▸ **Instructions for the task**:
How many lines in the records below hold the string "negative"? Please answer with the number and nothing more.

▸ **Saved entries**:
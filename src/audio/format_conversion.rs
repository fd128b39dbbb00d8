// Format conversion for CPAL audio streams and 16-bit PCM export
//
// Internal processing is f32. Conversions here are allocation-free and safe
// to call from the realtime callback.

use cpal::{FromSample, Sample};

/// Convert f32 sample to i16
///
/// Clamps to [-1.0, 1.0], then scales negative values by 32768 and
/// non-negative values by 32767, truncating toward zero.
#[inline]
pub fn f32_to_i16(sample: f32) -> i16 {
    let clamped = sample.clamp(-1.0, 1.0);

    if clamped >= 0.0 {
        (clamped * i16::MAX as f32) as i16
    } else {
        (clamped * -(i16::MIN as f32)) as i16
    }
}

/// Convert i16 sample to f32 (inverse of [`f32_to_i16`] up to quantization)
#[inline]
pub fn i16_to_f32(sample: i16) -> f32 {
    if sample >= 0 {
        sample as f32 / i16::MAX as f32
    } else {
        sample as f32 / -(i16::MIN as f32)
    }
}

/// Write a stereo f32 sample into one interleaved output frame
///
/// Extra channels get silence; a mono device gets the L/R average.
#[inline]
pub fn write_stereo_to_interleaved_frame<T>(
    (left_sample, right_sample): (f32, f32),
    output_frame: &mut [T],
) where
    T: Sample + FromSample<f32>,
{
    if output_frame.len() >= 2 {
        output_frame[0] = Sample::from_sample::<f32>(left_sample);
        output_frame[1] = Sample::from_sample::<f32>(right_sample);
        for channel_sample in output_frame.iter_mut().skip(2) {
            *channel_sample = Sample::from_sample::<f32>(0.0);
        }
    } else if let Some(channel_sample) = output_frame.first_mut() {
        let mono_sample = (left_sample + right_sample) * 0.5;
        *channel_sample = Sample::from_sample::<f32>(mono_sample);
    }
}

#[cfg(test)]
mod tests {
    use super::*;

    #[test]
    fn test_f32_to_i16_conversion() {
        assert_eq!(f32_to_i16(0.0), 0);
        assert_eq!(f32_to_i16(1.0), i16::MAX);
        assert_eq!(f32_to_i16(-1.0), i16::MIN);
        assert_eq!(f32_to_i16(0.5), 16383);
        assert_eq!(f32_to_i16(-0.5), -16384);
    }

    #[test]
    fn test_clamping() {
        assert_eq!(f32_to_i16(2.0), i16::MAX);
        assert_eq!(f32_to_i16(-2.0), i16::MIN);
    }

    #[test]
    fn test_roundtrip_i16() {
        let test_values = [-1.0f32, -0.5, -0.1, 0.0, 0.1, 0.5, 0.9, 1.0];

        for &original in &test_values {
            let back = i16_to_f32(f32_to_i16(original));
            assert!(
                (back - original).abs() < 0.001,
                "Roundtrip failed for {}: got {}",
                original,
                back
            );
        }
    }

    #[test]
    fn test_write_stereo_to_interleaved() {
        let mut output: [f32; 4] = [9.0; 4];
        write_stereo_to_interleaved_frame((0.25, -0.25), &mut output);
        assert_eq!(output, [0.25, -0.25, 0.0, 0.0]);

        let mut mono: [f32; 1] = [0.0];
        write_stereo_to_interleaved_frame((0.5, 0.0), &mut mono);
        assert_eq!(mono[0], 0.25);

        let mut output_i16: [i16; 2] = [0; 2];
        write_stereo_to_interleaved_frame((0.5, 0.5), &mut output_i16);
        assert!(output_i16[0] > 0);
        assert_eq!(output_i16[0], output_i16[1]);
    }
}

▸ **Your solution**:
2